The beams were cast in a "turtle back profile" to give the required strength, at minimum weight. They were supported by cast iron columns, erected on top of each other. The lateral thrust of the brick arches was resisted by concealed wrought iron ties between the column tops. The building was 15 bays wide, and the wings six bays wide.

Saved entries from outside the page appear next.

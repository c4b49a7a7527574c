//! Authentication middleware
//!
//! The authorization collaborator: resolves the acting principal from a JWT
//! bearer token and answers permission questions through the role capability
//! table. Services downstream only ever see a pre-authorized principal.

use std::str::FromStr;

use axum::{
    extract::Request,
    http::header::AUTHORIZATION,
    middleware::Next,
    response::{IntoResponse, Response},
};
use shared::{Permission, Role};

use crate::error::AppError;

/// Authenticated principal extracted from the JWT
#[derive(Clone, Debug)]
pub struct AuthUser {
    pub user_id: uuid::Uuid,
    pub business_id: uuid::Uuid,
    pub role: Role,
}

impl AuthUser {
    /// Check a capability through the role's permission table
    pub fn can(&self, permission: Permission) -> bool {
        self.role.can(permission)
    }

    /// Errors with `InsufficientPermissions` when the capability is absent
    pub fn require(&self, permission: Permission) -> Result<(), AppError> {
        if self.can(permission) {
            Ok(())
        } else {
            Err(AppError::InsufficientPermissions)
        }
    }
}

/// Authentication middleware that validates JWT bearer tokens
pub async fn auth_middleware(mut request: Request, next: Next) -> Response {
    let auth_header = request
        .headers()
        .get(AUTHORIZATION)
        .and_then(|h| h.to_str().ok());

    let token = match auth_header {
        Some(header) if header.starts_with("Bearer ") => &header[7..],
        _ => {
            return AppError::Unauthorized("Missing or invalid Authorization header".to_string())
                .into_response();
        }
    };

    // JWT secret from environment (fallback for middleware without state)
    let jwt_secret = std::env::var("OPS__JWT__SECRET")
        .or_else(|_| std::env::var("OPS_JWT_SECRET"))
        .unwrap_or_else(|_| "development-secret-key".to_string());

    let claims = match decode_jwt(token, &jwt_secret) {
        Ok(claims) => claims,
        Err(err) => return err.into_response(),
    };

    let user_id = match uuid::Uuid::parse_str(&claims.sub) {
        Ok(id) => id,
        Err(_) => {
            return AppError::Unauthorized("Invalid user ID in token".to_string()).into_response()
        }
    };

    let business_id = match uuid::Uuid::parse_str(&claims.business_id) {
        Ok(id) => id,
        Err(_) => {
            return AppError::Unauthorized("Invalid business ID in token".to_string())
                .into_response()
        }
    };

    let role = match Role::from_str(&claims.role) {
        Ok(role) => role,
        Err(_) => {
            return AppError::Unauthorized("Invalid role in token".to_string()).into_response()
        }
    };

    let auth_user = AuthUser {
        user_id,
        business_id,
        role,
    };

    request.extensions_mut().insert(auth_user);

    next.run(request).await
}

/// JWT claims structure
#[derive(Debug, serde::Serialize, serde::Deserialize)]
struct Claims {
    sub: String,
    business_id: String,
    role: String,
    exp: i64,
    iat: i64,
}

/// Decode and validate a JWT token
fn decode_jwt(token: &str, secret: &str) -> Result<Claims, AppError> {
    use jsonwebtoken::{decode, errors::ErrorKind, DecodingKey, Validation};

    decode::<Claims>(
        token,
        &DecodingKey::from_secret(secret.as_bytes()),
        &Validation::default(),
    )
    .map(|data| data.claims)
    .map_err(|e| match e.kind() {
        ErrorKind::ExpiredSignature => AppError::TokenExpired,
        _ => AppError::InvalidToken,
    })
}

/// Extractor for the authenticated principal
///
/// Use in handlers to get the current user after `auth_middleware` ran.
#[derive(Clone, Debug)]
pub struct CurrentUser(pub AuthUser);

#[axum::async_trait]
impl<S> axum::extract::FromRequestParts<S> for CurrentUser
where
    S: Send + Sync,
{
    type Rejection = Response;

    async fn from_request_parts(
        parts: &mut axum::http::request::Parts,
        _state: &S,
    ) -> Result<Self, Self::Rejection> {
        parts
            .extensions
            .get::<AuthUser>()
            .cloned()
            .map(CurrentUser)
            .ok_or_else(|| {
                AppError::Unauthorized("Authentication required".to_string()).into_response()
            })
    }
}
//! Configuration management for the Operations Platform
//!
//! Supports hierarchical configuration loading:
//! 1. Default values in code
//! 2. Configuration files (development.toml, production.toml)
//! 3. Environment variable overrides with OPS_ prefix

use config::{ConfigError, Environment, File};
use serde::Deserialize;

/// Main application configuration
#[derive(Debug, Deserialize, Clone)]
pub struct Config {
    /// Current environment (development, production)
    pub environment: String,

    /// Server configuration
    pub server: ServerConfig,

    /// Database configuration
    pub database: DatabaseConfig,

    /// JWT authentication configuration
    pub jwt: JwtConfig,
}

#[derive(Debug, Deserialize, Clone)]
pub struct ServerConfig {
    /// Server port
    pub port: u16,

    /// Server host
    pub host: String,
}

#[derive(Debug, Deserialize, Clone)]
pub struct DatabaseConfig {
    /// PostgreSQL connection URL
    pub url: String,

    /// Maximum number of connections in the pool
    pub max_connections: u32,

    /// Minimum number of connections in the pool
    pub min_connections: u32,
}

#[derive(Debug, Deserialize, Clone)]
pub struct JwtConfig {
    /// Secret key for verifying JWT tokens
    pub secret: String,

    /// Access token expiration in seconds
    pub access_token_expiry: i64,
}

impl Config {
    /// Load configuration from files and environment variables
    pub fn load() -> Result<Self, ConfigError> {
        let environment = std::env::var("OPS_ENVIRONMENT").unwrap_or_else(|_| "development".into());

        let config = config::Config::builder()
            // Start with default values
            .set_default("environment", environment.clone())?
            .set_default("server.port", 3000)?
            .set_default("server.host", "0.0.0.0")?
            .set_default("database.max_connections", 10)?
            .set_default("database.min_connections", 2)?
            .set_default("jwt.access_token_expiry", 3600)?
            // Load environment-specific config file
            .add_source(File::with_name(&format!("config/{}", environment)).required(false))
            // Override with environment variables (OPS_ prefix)
            .add_source(
                Environment::with_prefix("OPS")
                    .separator("__")
                    .try_parsing(true),
            )
            .build()?;

        config.try_deserialize()
    }
}

impl Default for ServerConfig {
    fn default() -> Self {
        Self {
            port: 3000,
            host: "0.0.0.0".to_string(),
        }
    }
}
//! Middleware for the Operations Platform

pub mod auth;

pub use auth::{auth_middleware, AuthUser, CurrentUser};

The mill is one of the first iron framed buildings. The technology is the precursor of the steel frames used in high rise buildings. The roof was made of slate and had internal gutters.

==The waterwheel==
A breast-shot waterwheel, 18 by 23 ft wide, was built by Thomas Hewes. It was a suspension wheel with the power taken off at the edge by a spur wheel, making it lighter than a clasp wheel. The power was transmitted to the machines by a vertical shaft, geared to horizontal shafts on each floor. Leather belts were used to connect the shafts to individual machines.

==Processes==
Each of the mill's five floors housed different stages of the cotton spinning processes.

Raw cotton bales were unloaded from carts at the ground floor loading bay. The opening and cleaning machines broke the bales down and prepared the cotton into 'lap' form which was taken to the third and fourth floor carding rooms, housing three rows of carding engines, over 130. Carding machines disentangle the cotton fibres to produce a long continuous 'sliver'. Sixteen drawing frames, sometimes called lantern frames, straightened the fibres and pulled the 'slivers' into 'rovings' putting in a slight twist so they were ready for spinning. The rovings were coiled into large cans which were taken to the first and second floor.

Both the first and second floors originally housed thirty-four Arkwright water frames which spun 4236 ends simultaneously. This meant that 4236 rovings were continuously twisted together to become threads that were collected on small bobbins. Later mule spinning machines were introduced to produce finer thread types which were in demand. The bobbins were sent to the fifth floor.
On the fifth floor, reeling frames wound the spun thread into 'skeins' ready for dyeing at a factory in Milford. Doubling frames twisted two or more single spun thread together to make thicker and stronger thread. The amount of twist imparted determined the thread's properties.

The attic was later used as a schoolroom.

==Machinery==
Machinery contained in this mill:-

- 80 spinning frames with 4236 spindles each
- 136 carding engines
- 16 draw frames
- 4 stretching frames
- Plus reeling, doubling and twisting frames

==Hydro-electric plant==

In 1998 a hydro-electric power generator was installed in the mill, producing 350 kW of power. This consists of 2 x 175 kW grid-connected low head Gilkes water turbine sets. It was installed by Derwent Hydroelectric Power Limited.